● **WHAT IS EXPECTED**: Write out the records again, exactly. Nothing may be dropped.

[Collected data entries]
_ _ _ _

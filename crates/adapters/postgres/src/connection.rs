//! PostgreSQL 连接池

use std::time::Duration;

use oleema_errors::{AppError, AppResult};
use sqlx::postgres::{PgPool, PgPoolOptions};

/// 连接池参数
#[derive(Debug, Clone, PartialEq, Eq)]
pub struct PostgresConfig {
    pub url: String,
    pub max_connections: u32,
    pub min_connections: u32,
    pub acquire_timeout: Duration,
    pub idle_timeout: Duration,
}

impl PostgresConfig {
    /// 检查连接数范围
    pub fn validate(&self) -> AppResult<()> {
        if self.max_connections == 0 {
            return Err(AppError::validation("database.max_connections must be at least 1"));
        }
        if self.min_connections > self.max_connections {
            return Err(AppError::validation(format!(
                "database.min_connections ({}) exceeds max_connections ({})",
                self.min_connections, self.max_connections
            )));
        }
        Ok(())
    }

    fn pool_options(&self) -> PgPoolOptions {
        PgPoolOptions::new()
            .max_connections(self.max_connections)
            .min_connections(self.min_connections)
            .acquire_timeout(self.acquire_timeout)
            .idle_timeout(self.idle_timeout)
    }
}

/// 创建连接池
pub async fn create_pool(config: &PostgresConfig) -> AppResult<PgPool> {
    config.validate()?;
    config
        .pool_options()
        .connect(&config.url)
        .await
        .map_err(|e| AppError::database(format!("Failed to create pool: {}", e)))
}
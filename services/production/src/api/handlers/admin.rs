//! 数据完整性检查与修复

use axum::extract::{Json, State};
use axum::routing::{get, post};
use axum::Router;
use oleema_errors::AppResult;
use tracing::info;

use crate::api::middleware::CurrentSession;
use crate::api::state::AppState;
use crate::application::integrity::{IntegrityReport, RepairReport};

pub fn routes() -> Router<AppState> {
    Router::new()
        .route("/api/admin/integrity", get(scan))
        .route("/api/admin/integrity/repair", post(repair))
}

async fn scan(State(state): State<AppState>) -> AppResult<Json<IntegrityReport>> {
    Ok(Json(state.integrity.scan().await?))
}

async fn repair(
    State(state): State<AppState>,
    CurrentSession(session): CurrentSession,
) -> AppResult<Json<RepairReport>> {
    let report = state.integrity.repair().await?;
    info!(username = %session.username, removed = report.removed, "Integrity repair requested");
    Ok(Json(report))
}
//! 基础资料：订单、工序、员工

mod commands;
mod handlers;

pub use commands::*;
pub use handlers::CatalogCommandHandler;
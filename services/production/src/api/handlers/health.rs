//! 健康检查与指标

use axum::extract::State;
use axum::http::StatusCode;
use axum::response::{IntoResponse, Response};
use axum::Json;
use axum::routing::get;
use axum::Router;
use serde::Serialize;
use tracing::warn;

use crate::api::state::AppState;

pub fn routes() -> Router<AppState> {
    Router::new()
        .route("/health", get(health))
        .route("/ready", get(ready))
        .route("/metrics", get(metrics))
}

#[derive(Debug, Serialize)]
pub struct HealthResponse {
    pub status: &'static str,
}

#[derive(Debug, Serialize)]
pub struct ReadinessResponse {
    pub status: &'static str,
    pub database: bool,
    pub cache: bool,
}

async fn health() -> Json<HealthResponse> {
    Json(HealthResponse { status: "ok" })
}

/// 数据库与缓存均可用时返回 200，否则 503
async fn ready(State(state): State<AppState>) -> Response {
    let database = match state.uow_factory.begin_readonly().await {
        Ok(uow) => uow.commit().await.is_ok(),
        Err(e) => {
            warn!(error = %e, "Database not ready");
            false
        }
    };
    let cache = match state.cache.ping().await {
        Ok(()) => true,
        Err(e) => {
            warn!(error = %e, "Cache not ready");
            false
        }
    };

    let ready = database && cache;
    let status = if ready {
        StatusCode::OK
    } else {
        StatusCode::SERVICE_UNAVAILABLE
    };
    let body = ReadinessResponse {
        status: if ready { "ready" } else { "unavailable" },
        database,
        cache,
    };
    (status, Json(body)).into_response()
}

async fn metrics(State(state): State<AppState>) -> Response {
    match &state.metrics {
        Some(handle) => handle.render().into_response(),
        None => StatusCode::NOT_FOUND.into_response(),
    }
}
//! 登录与注销

use axum::extract::{Json, State};
use axum::http::{StatusCode, header};
use axum::response::{IntoResponse, Response};
use axum::routing::post;
use axum::Router;
use chrono::{DateTime, Utc};
use oleema_errors::AppResult;
use serde::{Deserialize, Serialize};

use crate::api::middleware::{CurrentSession, expired_cookie, session_cookie};
use crate::api::state::AppState;

/// 公开路由
pub fn public_routes() -> Router<AppState> {
    Router::new().route("/api/auth/login", post(login))
}

/// 需要会话的路由
pub fn routes() -> Router<AppState> {
    Router::new().route("/api/auth/logout", post(logout))
}

#[derive(Debug, Deserialize)]
pub struct LoginRequest {
    pub username: String,
    pub password: String,
}

#[derive(Debug, Serialize)]
pub struct LoginResponse {
    pub session_id: String,
    pub username: String,
    pub created_at: DateTime<Utc>,
    pub expires_in: u64,
    pub token_type: String,
}

async fn login(State(state): State<AppState>, Json(req): Json<LoginRequest>) -> AppResult<Response> {
    let session = state.sessions.login(&req.username, &req.password).await?;
    let cookie = session_cookie(&state, &session.id);

    let body = LoginResponse {
        session_id: session.id.to_string(),
        username: session.username,
        created_at: session.created_at,
        expires_in: state.sessions.idle_timeout().as_secs(),
        token_type: "Bearer".to_string(),
    };
    Ok(([(header::SET_COOKIE, cookie)], Json(body)).into_response())
}

async fn logout(
    State(state): State<AppState>,
    CurrentSession(session): CurrentSession,
) -> AppResult<Response> {
    state.sessions.logout(&session.id).await?;
    Ok((
        StatusCode::NO_CONTENT,
        [(header::SET_COOKIE, expired_cookie(&state))],
    )
        .into_response())
}
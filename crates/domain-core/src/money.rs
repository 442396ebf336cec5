//! 货币值对象
//!
//! 只支持单一计价单位，金额以最小单位（如分）存储。
//! 算术一律走 checked 版本，溢出由调用方决定如何报错。

use serde::{Deserialize, Serialize};
use std::fmt;

/// 金额值对象
#[derive(Debug, Clone, Copy, PartialEq, Eq, PartialOrd, Ord, Default, Serialize, Deserialize)]
#[serde(transparent)]
pub struct Money {
    /// 金额（以最小单位存储，如分）
    pub amount: i64,
}

impl Money {
    pub fn new(amount: i64) -> Self {
        Self { amount }
    }

    pub fn zero() -> Self {
        Self { amount: 0 }
    }

    pub fn checked_add(self, other: Self) -> Option<Self> {
        self.amount.checked_add(other.amount).map(Self::new)
    }

    /// 单价 × 数量
    pub fn checked_mul(self, quantity: i64) -> Option<Self> {
        self.amount.checked_mul(quantity).map(Self::new)
    }

    /// 求和，任一步溢出返回 None
    pub fn checked_sum<I: IntoIterator<Item = Self>>(items: I) -> Option<Self> {
        items
            .into_iter()
            .try_fold(Self::zero(), |acc, item| acc.checked_add(item))
    }

    pub fn is_zero(&self) -> bool {
        self.amount == 0
    }

    pub fn is_negative(&self) -> bool {
        self.amount < 0
    }
}

impl fmt::Display for Money {
    fn fmt(&self, f: &mut fmt::Formatter<'_>) -> fmt::Result {
        let sign = if self.amount < 0 { "-" } else { "" };
        let abs = self.amount.unsigned_abs();
        write!(f, "{}{}.{:02}", sign, abs / 100, abs % 100)
    }
}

_ _ _ _

● **RESPONSE TO THIS EXERCISE**:
filename crates/adapters/postgres/src/connection.rs
//! PostgreSQL 连接池

use std::time::Duration;

use oleema_errors::{AppError, AppResult};
use sqlx::postgres::{PgPool, PgPoolOptions};

/// 连接池参数
#[derive(Debug, Clone, PartialEq, Eq)]
pub struct PostgresConfig {
    pub url: String,
    pub max_connections: u32,
    pub min_connections: u32,
    pub acquire_timeout: Duration,
    pub idle_timeout: Duration,
}

impl PostgresConfig {
    /// 检查连接数范围
    pub fn validate(&self) -> AppResult<()> {
        if self.max_connections == 0 {
            return Err(AppError::validation("database.max_connections must be at least 1"));
        }
        if self.min_connections > self.max_connections {
            return Err(AppError::validation(format!(
                "database.min_connections ({}) exceeds max_connections ({})",
                self.min_connections, self.max_connections
            )));
        }
        Ok(())
    }

    fn pool_options(&self) -> PgPoolOptions {
        PgPoolOptions::new()
            .max_connections(self.max_connections)
            .min_connections(self.min_connections)
            .acquire_timeout(self.acquire_timeout)
            .idle_timeout(self.idle_timeout)
    }
}

/// 创建连接池
pub async fn create_pool(config: &PostgresConfig) -> AppResult<PgPool> {
    config.validate()?;
    config
        .pool_options()
        .connect(&config.url)
        .await
        .map_err(|e| AppError::database(format!("Failed to create pool: {}", e)))
}
filename services/production/src/api/handlers/admin.rs
//! 数据完整性检查与修复

use axum::extract::{Json, State};
use axum::routing::{get, post};
use axum::Router;
use oleema_errors::AppResult;
use tracing::info;

use crate::api::middleware::CurrentSession;
use crate::api::state::AppState;
use crate::application::integrity::{IntegrityReport, RepairReport};

pub fn routes() -> Router<AppState> {
    Router::new()
        .route("/api/admin/integrity", get(scan))
        .route("/api/admin/integrity/repair", post(repair))
}

async fn scan(State(state): State<AppState>) -> AppResult<Json<IntegrityReport>> {
    Ok(Json(state.integrity.scan().await?))
}

async fn repair(
    State(state): State<AppState>,
    CurrentSession(session): CurrentSession,
) -> AppResult<Json<RepairReport>> {
    let report = state.integrity.repair().await?;
    info!(username = %session.username, removed = report.removed, "Integrity repair requested");
    Ok(Json(report))
}
//! 基础资料：订单、工序、员工

mod commands;
mod handlers;

pub use commands::*;
pub use handlers::CatalogCommandHandler;
filename services/production/src/api/handlers/health.rs
//! 健康检查与指标

use axum::extract::State;
use axum::http::StatusCode;
use axum::response::{IntoResponse, Response};
use axum::Json;
use axum::routing::get;
use axum::Router;
use serde::Serialize;
use tracing::warn;

use crate::api::state::AppState;

pub fn routes() -> Router<AppState> {
    Router::new()
        .route("/health", get(health))
        .route("/ready", get(ready))
        .route("/metrics", get(metrics))
}

#[derive(Debug, Serialize)]
pub struct HealthResponse {
    pub status: &'static str,
}

#[derive(Debug, Serialize)]
pub struct ReadinessResponse {
    pub status: &'static str,
    pub database: bool,
    pub cache: bool,
}

async fn health() -> Json<HealthResponse> {
    Json(HealthResponse { status: "ok" })
}

/// 数据库与缓存均可用时返回 200，否则 503
async fn ready(State(state): State<AppState>) -> Response {
    let database = match state.uow_factory.begin_readonly().await {
        Ok(uow) => uow.commit().await.is_ok(),
        Err(e) => {
            warn!(error = %e, "Database not ready");
            false
        }
    };
    let cache = match state.cache.ping().await {
        Ok(()) => true,
        Err(e) => {
            warn!(error = %e, "Cache not ready");
            false
        }
    };

    let ready = database && cache;
    let status = if ready {
        StatusCode::OK
    } else {
        StatusCode::SERVICE_UNAVAILABLE
    };
    let body = ReadinessResponse {
        status: if ready { "ready" } else { "unavailable" },
        database,
        cache,
    };
    (status, Json(body)).into_response()
}

async fn metrics(State(state): State<AppState>) -> Response {
    match &state.metrics {
        Some(handle) => handle.render().into_response(),
        None => StatusCode::NOT_FOUND.into_response(),
    }
}
//! 登录与注销

use axum::extract::{Json, State};
use axum::http::{StatusCode, header};
use axum::response::{IntoResponse, Response};
use axum::routing::post;
use axum::Router;
use chrono::{DateTime, Utc};
use oleema_errors::AppResult;
use serde::{Deserialize, Serialize};

use crate::api::middleware::{CurrentSession, expired_cookie, session_cookie};
use crate::api::state::AppState;

/// 公开路由
pub fn public_routes() -> Router<AppState> {
    Router::new().route("/api/auth/login", post(login))
}

/// 需要会话的路由
pub fn routes() -> Router<AppState> {
    Router::new().route("/api/auth/logout", post(logout))
}

#[derive(Debug, Deserialize)]
pub struct LoginRequest {
    pub username: String,
    pub password: String,
}

#[derive(Debug, Serialize)]
pub struct LoginResponse {
    pub session_id: String,
    pub username: String,
    pub created_at: DateTime<Utc>,
    pub expires_in: u64,
    pub token_type: String,
}

async fn login(State(state): State<AppState>, Json(req): Json<LoginRequest>) -> AppResult<Response> {
    let session = state.sessions.login(&req.username, &req.password).await?;
    let cookie = session_cookie(&state, &session.id);

    let body = LoginResponse {
        session_id: session.id.to_string(),
        username: session.username,
        created_at: session.created_at,
        expires_in: state.sessions.idle_timeout().as_secs(),
        token_type: "Bearer".to_string(),
    };
    Ok(([(header::SET_COOKIE, cookie)], Json(body)).into_response())
}

async fn logout(
    State(state): State<AppState>,
    CurrentSession(session): CurrentSession,
) -> AppResult<Response> {
    state.sessions.logout(&session.id).await?;
    Ok((
        StatusCode::NO_CONTENT,
        [(header::SET_COOKIE, expired_cookie(&state))],
    )
        .into_response())
}
filename crates/domain-core/src/money.rs
repository 442396ebf336cec5
//! 货币值对象
//!
//! 只支持单一计价单位，金额以最小单位（如分）存储。
//! 算术一律走 checked 版本，溢出由调用方决定如何报错。

use serde::{Deserialize, Serialize};
use std::fmt;

/// 金额值对象
#[derive(Debug, Clone, Copy, PartialEq, Eq, PartialOrd, Ord, Default, Serialize, Deserialize)]
#[serde(transparent)]
pub struct Money {
    /// 金额（以最小单位存储，如分）
    pub amount: i64,
}

impl Money {
    pub fn new(amount: i64) -> Self {
        Self { amount }
    }

    pub fn zero() -> Self {
        Self { amount: 0 }
    }

    pub fn checked_add(self, other: Self) -> Option<Self> {
        self.amount.checked_add(other.amount).map(Self::new)
    }

    /// 单价 × 数量
    pub fn checked_mul(self, quantity: i64) -> Option<Self> {
        self.amount.checked_mul(quantity).map(Self::new)
    }

    /// 求和，任一步溢出返回 None
    pub fn checked_sum<I: IntoIterator<Item = Self>>(items: I) -> Option<Self> {
        items
            .into_iter()
            .try_fold(Self::zero(), |acc, item| acc.checked_add(item))
    }

    pub fn is_zero(&self) -> bool {
        self.amount == 0
    }

    pub fn is_negative(&self) -> bool {
        self.amount < 0
    }
}

impl fmt::Display for Money {
    fn fmt(&self, f: &mut fmt::Formatter<'_>) -> fmt::Result {
        let sign = if self.amount < 0 { "-" } else { "" };
        let abs = self.amount.unsigned_abs();
        write!(f, "{}{}.{:02}", sign, abs / 100, abs % 100)
    }
}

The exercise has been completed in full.